Firstly, the general meeting of shareholders failed to effectively protect the interests of small and medium-sized investors. The small proportion of public shareholders and the arbitrariness of the controlling shareholders resulted in the inability of the general meeting and the board of directors to effectively protect the interests of small and medium-sized investors in decisions related to financial fraud. Second, the overlap of corporate governance roles. Multiple positions and roles are highly overlapped in one person, which violates the original checks and balances and undermines the hierarchical constraints of “shareholders” meetings, board of directors, and management. Thirdly, the supervisory board did not play a supervisory role; the proportion of external supervisors on the supervisory board of Enterprise K was zero, and its members also held other positions in the company, which together with the controlling shareholders, formed a huge community of interests, and were unable to effectively supervise the company’s operation. Finally, the responsibilities of the shareholders’ meeting, board of directors and supervisory board of Enterprise K are confused with those of the finance, business and other related departments, which leads to the failure of the whole company’s internal control system. Taken together, Enterprise K performs very poorly in its corporate governance structure, exposing a huge risk of financial fraud.

Anti-Corruption Bribery and Oversight Systems

Company K’s annual report, internal control system report and social responsibility report did not cover anti-corruption-related laws and regulations, preventive measures and supervision and implementation methods, and given Company K’s business model, the company has certain regulatory risks and corruption and bribery risks in the supply, drug trading and retailing sectors. In fact, the top management of Company K started to pay bribes several times in 2003, and the targets of the bribes involved the local drug regulatory authorities, the issuance regulatory authorities of the Securities and Futures Commission, and other relevant personnel, and as of 2015, according to the announcement of the relevant authorities, the cumulative amount of bribes involved in the bribery behaviour of Company K that had been revealed had exceeded RMB 16.8 million.

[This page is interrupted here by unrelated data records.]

//! Grammar: named rule registry with precedence-sorted lexer and parser sets.

use std::fmt;

use indexmap::{IndexMap, IndexSet};

use crate::comparison::ComparisonGraph;
use crate::pattern::{Pattern, PatternError, PatternId, PatternSource, PatternTable};
use crate::precedence::{MetadataOption, Precedence};
use crate::rule::{GrammarRule, RuleArena, RuleClass, RuleId, RuleKind};

/// Name of the synthetic fallback rule.
pub const UNMATCHED_RULE_ID: &str = "UNMATCHED";

/// A known word attached to the grammar, with the rule that declared it.
#[derive(Debug, Clone, PartialEq, Eq, Hash, serde::Serialize)]
pub struct Identifier {
    pub value: String,
    pub rule: String,
}

#[derive(Debug, Clone)]
pub struct Grammar {
    name: String,
    imports: Vec<String>,
    arena: RuleArena,
    patterns: PatternTable,
    rules: IndexMap<String, RuleId>,
    lexer_rules: Vec<RuleId>,
    parser_rules: Vec<RuleId>,
    unmatched_rule: RuleId,
    words: Vec<Identifier>,
    identifiers: IndexSet<String>,
}

impl Grammar {
    pub fn new(name: impl Into<String>) -> Self {
        let mut arena = RuleArena::new();
        let mut patterns = PatternTable::new();
        let pattern = patterns
            .intern(PatternSource::Expression("."))
            .expect("any-character pattern always compiles");
        let mut unmatched = GrammarRule::new(
            UNMATCHED_RULE_ID,
            RuleKind::Expression {
                source: ".".to_string(),
                pattern,
            },
        );
        unmatched.precedence = Precedence::lowest();
        let unmatched_rule = arena.alloc(unmatched);

        Self {
            name: name.into(),
            imports: Vec::new(),
            arena,
            patterns,
            rules: IndexMap::new(),
            lexer_rules: Vec::new(),
            parser_rules: Vec::new(),
            unmatched_rule,
            words: Vec::new(),
            identifiers: IndexSet::new(),
        }
    }

    pub fn name(&self) -> &str {
        &self.name
    }

    pub fn set_name(&mut self, name: impl Into<String>) {
        self.name = name.into();
    }

    /// Grammars this one inherits from, in import order.
    pub fn imports(&self) -> &[String] {
        &self.imports
    }

    pub fn add_import(&mut self, name: impl Into<String>) {
        self.imports.push(name.into());
    }

    // --- nodes -------------------------------------------------------------

    pub fn alloc(&mut self, rule: GrammarRule) -> RuleId {
        self.arena.alloc(rule)
    }

    pub fn rule(&self, id: RuleId) -> &GrammarRule {
        self.arena.get(id)
    }

    pub fn rule_mut(&mut self, id: RuleId) -> &mut GrammarRule {
        self.arena.get_mut(id)
    }

    pub fn arena(&self) -> &RuleArena {
        &self.arena
    }

    pub fn arena_mut(&mut self) -> &mut RuleArena {
        &mut self.arena
    }

    pub fn intern_pattern(&mut self, source: PatternSource<'_>) -> Result<PatternId, PatternError> {
        self.patterns.intern(source)
    }

    pub fn pattern(&self, id: PatternId) -> &Pattern {
        self.patterns.get(id)
    }

    pub fn patterns(&self) -> &PatternTable {
        &self.patterns
    }

    // --- registry ----------------------------------------------------------

    pub fn rules(&self) -> &IndexMap<String, RuleId> {
        &self.rules
    }

    pub fn get(&self, name: &str) -> Option<RuleId> {
        self.rules.get(name).copied()
    }

    pub fn rule_named(&self, name: &str) -> Option<&GrammarRule> {
        self.get(name).map(|id| self.rule(id))
    }

    /// Replaces the registry and recomputes the derived rule sets.
    pub fn set_rules(&mut self, rules: IndexMap<String, RuleId>) {
        self.rules = rules;
        self.derive_rule_sets();
    }

    /// Registers (or replaces) one rule and recomputes the derived rule sets.
    pub fn insert_rule(&mut self, name: impl Into<String>, root: RuleId) {
        self.rules.insert(name.into(), root);
        self.derive_rule_sets();
    }

    pub fn remove_rule(&mut self, name: &str) -> Option<RuleId> {
        let removed = self.rules.shift_remove(name);
        self.derive_rule_sets();
        removed
    }

    /// Lexer rules, highest precedence first.
    pub fn lexer_rules(&self) -> &[RuleId] {
        &self.lexer_rules
    }

    /// Parser rules, highest precedence first.
    pub fn parser_rules(&self) -> &[RuleId] {
        &self.parser_rules
    }

    pub fn unmatched_rule(&self) -> RuleId {
        self.unmatched_rule
    }

    pub fn words(&self) -> &[Identifier] {
        &self.words
    }

    pub fn add_word(&mut self, value: impl Into<String>, rule: impl Into<String>) {
        let word = Identifier {
            value: value.into(),
            rule: rule.into(),
        };
        if !self.words.contains(&word) {
            self.words.push(word);
        }
    }

    pub fn identifiers(&self) -> &IndexSet<String> {
        &self.identifiers
    }

    pub fn add_identifier(&mut self, value: impl Into<String>) {
        self.identifiers.insert(value.into());
    }

    fn derive_rule_sets(&mut self) {
        let (lexer, parser) = self.precedence_graphs();
        let resolve = |graph: ComparisonGraph<String>| -> Vec<RuleId> {
            graph
                .sorted(true)
                .iter()
                .filter_map(|name| self.rules.get(name).copied())
                .collect()
        };
        let lexer_rules = resolve(lexer);
        let parser_rules = resolve(parser);
        self.lexer_rules = lexer_rules;
        self.parser_rules = parser_rules;
    }

    /// One comparison graph per rule class, seeded from rule precedences.
    fn precedence_graphs(&self) -> (ComparisonGraph<String>, ComparisonGraph<String>) {
        let mut lexer = ComparisonGraph::new();
        let mut parser = ComparisonGraph::new();

        for (name, &root) in &self.rules {
            let rule = self.rule(root);
            if rule.is_fragment() || rule.has(MetadataOption::Omit) {
                continue;
            }
            let graph = match RuleClass::of(name) {
                RuleClass::Lexer => &mut lexer,
                RuleClass::Parser => &mut parser,
            };
            graph.add_node(name.clone());
            if let Some(weight) = rule.precedence.weight {
                graph.set_weight(name.clone(), weight);
            }
            for (target, relation) in &rule.precedence.relations {
                graph.connect(name.clone(), target.clone(), *relation);
            }
        }

        (lexer, parser)
    }

    /// Rule pairs whose precedence cannot be ordered consistently.
    pub fn precedence_conflicts(&self) -> Vec<(String, String)> {
        let (lexer, parser) = self.precedence_graphs();
        let mut out = lexer.conflicts();
        out.extend(parser.conflicts());
        out
    }

    // --- inheritance -------------------------------------------------------

    /// Copies every rule of `other` into this grammar, replacing same-named rules.
    pub fn merge(&mut self, other: &Grammar) {
        for (name, &root) in &other.rules {
            let copied = self.copy_subtree(other, root);
            self.rules.insert(name.clone(), copied);
        }
        for word in &other.words {
            self.add_word(word.value.clone(), word.rule.clone());
        }
        for identifier in &other.identifiers {
            self.identifiers.insert(identifier.clone());
        }
        self.derive_rule_sets();
    }

    fn copy_subtree(&mut self, other: &Grammar, id: RuleId) -> RuleId {
        let source = other.rule(id);
        let mut node = source.clone();
        node.parent = None;
        node.next = source.next.map(|next| self.copy_subtree(other, next));
        node.kind = match &source.kind {
            RuleKind::Literal { text, pattern } => RuleKind::Literal {
                text: text.clone(),
                pattern: self.patterns.import(&other.patterns, *pattern),
            },
            RuleKind::Expression { source, pattern } => RuleKind::Expression {
                source: source.clone(),
                pattern: self.patterns.import(&other.patterns, *pattern),
            },
            RuleKind::Composite { .. } => RuleKind::Composite {
                children: Vec::new(),
            },
            kind => kind.clone(),
        };

        let copied = self.arena.alloc(node);
        for &child in source.children() {
            let child = self.copy_subtree(other, child);
            self.arena.push_child(copied, child);
        }
        copied
    }

    // --- recursion analysis ------------------------------------------------

    /// Whether the rule body references the rule itself anywhere.
    pub fn is_recursive(&self, name: &str) -> bool {
        let Some(root) = self.get(name) else {
            return false;
        };
        self.arena
            .descendants(root)
            .into_iter()
            .any(|id| self.refers_to(id, name))
    }

    /// Whether every alternative must recurse before it can finish.
    pub fn is_infinitely_recursive(&self, name: &str) -> bool {
        self.get(name)
            .is_some_and(|root| self.must_recurse(root, name))
    }

    /// Whether some alternative can reach a self reference before consuming anything.
    pub fn is_left_recursive(&self, name: &str) -> bool {
        self.get(name)
            .is_some_and(|root| self.starts_with_self(root, name))
    }

    fn refers_to(&self, id: RuleId, name: &str) -> bool {
        matches!(&self.rule(id).kind, RuleKind::RuleRef { target, .. } if target == name)
    }

    fn must_recurse(&self, start: RuleId, name: &str) -> bool {
        self.arena.chain(start).any(|id| {
            let node = self.rule(id);
            if node.quantifier.optional || node.inverted {
                return false;
            }
            match &node.kind {
                RuleKind::RuleRef { target, .. } => target == name,
                RuleKind::Composite { children } => {
                    !children.is_empty() && children.iter().all(|&c| self.must_recurse(c, name))
                }
                _ => false,
            }
        })
    }

    fn starts_with_self(&self, start: RuleId, name: &str) -> bool {
        for id in self.arena.chain(start) {
            let node = self.rule(id);
            let hit = match &node.kind {
                RuleKind::RuleRef { target, .. } => target == name,
                RuleKind::Composite { children } => {
                    children.iter().any(|&c| self.starts_with_self(c, name))
                }
                _ => false,
            };
            if hit {
                return true;
            }
            if !node.quantifier.optional {
                return false;
            }
        }
        false
    }

    // --- rendering ---------------------------------------------------------

    /// Rule body in the grammar mini-language.
    pub fn render_rule(&self, name: &str) -> Option<String> {
        self.get(name).map(|root| self.render_alternatives(root))
    }

    fn render_alternatives(&self, composite: RuleId) -> String {
        self.rule(composite)
            .children()
            .iter()
            .map(|&child| self.render_chain(child))
            .collect::<Vec<_>>()
            .join(" | ")
    }

    fn render_chain(&self, start: RuleId) -> String {
        self.arena
            .chain(start)
            .map(|id| self.render_node(id))
            .collect::<Vec<_>>()
            .join(" ")
    }

    fn render_node(&self, id: RuleId) -> String {
        let node = self.rule(id);
        let mut out = String::new();
        if node.inverted {
            out.push('~');
        }
        match &node.kind {
            RuleKind::Literal { text, .. } => {
                out.push('\'');
                out.push_str(&escape_literal(text));
                out.push('\'');
            }
            RuleKind::Expression { source, .. } => out.push_str(source),
            RuleKind::Composite { .. } => {
                out.push('(');
                if let Some(group) = &node.metadata.group {
                    out.push_str(&format!("?<{group}> "));
                }
                out.push_str(&self.render_alternatives(id));
                out.push(')');
            }
            RuleKind::RuleRef { target, .. } => out.push_str(target),
            RuleKind::CaptureGroupRef { name } => {
                out.push('$');
                out.push_str(name);
            }
        }
        out.push_str(&node.quantifier.to_string());
        if !matches!(node.kind, RuleKind::Composite { .. })
            && let Some(group) = &node.metadata.group
        {
            out.push('#');
            out.push_str(group);
        }
        out
    }

    fn render_attributes(&self, rule: &GrammarRule) -> String {
        let mut attrs: Vec<String> = rule
            .metadata
            .options()
            .iter()
            .filter(|option| **option != MetadataOption::Fragment)
            .map(|option| option.to_string())
            .collect();
        if !rule.precedence.is_empty() {
            attrs.push(format!("precedence: {}", rule.precedence));
        }
        if let Some(group) = &rule.metadata.group {
            attrs.push(format!("group: {group}"));
        }
        if attrs.is_empty() {
            String::new()
        } else {
            format!(" {{{}}}", attrs.join(", "))
        }
    }
}

impl fmt::Display for Grammar {
    fn fmt(&self, f: &mut fmt::Formatter<'_>) -> fmt::Result {
        writeln!(f, "grammar {};", self.name)?;
        for import in &self.imports {
            writeln!(f, "import {import};")?;
        }
        for (name, &root) in &self.rules {
            let rule = self.rule(root);
            let fragment = if rule.is_fragment() { "fragment " } else { "" };
            writeln!(
                f,
                "{fragment}{name}{}: {};",
                self.render_attributes(rule),
                self.render_alternatives(root)
            )?;
        }
        Ok(())
    }
}

fn escape_literal(text: &str) -> String {
    let mut out = String::with_capacity(text.len());
    for c in text.chars() {
        match c {
            '\'' => out.push_str("\\'"),
            '\\' => out.push_str("\\\\"),
            '\n' => out.push_str("\\n"),
            '\t' => out.push_str("\\t"),
            '\r' => out.push_str("\\r"),
            c => out.push(c),
        }
    }
    out
}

However, in the face of so many incidents involving corruption, Company K still has not developed a relevant anti-corruption system as well as a monitoring system, exposing the fact that its management and governance may have overridden the company’s internal controls, and at the same time, such governance initiatives have to be questioned as to their motives.

Govern dimension score

Rating time Best peer score Worse peer score Average peer score K score Rank
2015 14.077 9.433 11.407 10.449 17/22
2016 16.639 10.795 13.249 9.947 17/17
2017 15.160 10.409 13.327 10.794 13/16
2018 17.923 8.882 14.234 10.445 18/21
Conclusion

In this paper, XGBoost is used as a classification algorithm to construct a model for recognizing financial fraud. The identification test found that the model’s discriminative accuracy for out-of-sample data varied from 18.56% to 100%, and the percentage of identification ranged from 100% to 3%, while the model still ensured an accuracy of about 88% when 75% of non-financial malpractice companies were identified within the sample. The results of the robustness test show that the identification using the XGBoost algorithm achieves an accuracy of 94.11%, F1=78.23%, and takes 50 seconds, all of which are better than the comparative models such as BP neural networks and random forests, indicating that the financial fraud identification model based on XGBoost has excellent performance.

Combined with ESG information, the financial fraud mechanism is analysed using Enterprise K as an example. It is found that there are loopholes in the dimensions of environmental disclosure, negative environmental information, employee management, supply chain management, corporate governance structure, and anti-corruption and bribery and monitoring systems, which have the risk of financial fraud. This shows that the integration of ESG information can better analyze the causal mechanism of corporate financial fraud, so as to more accurately identify enterprises with financial fraud risk.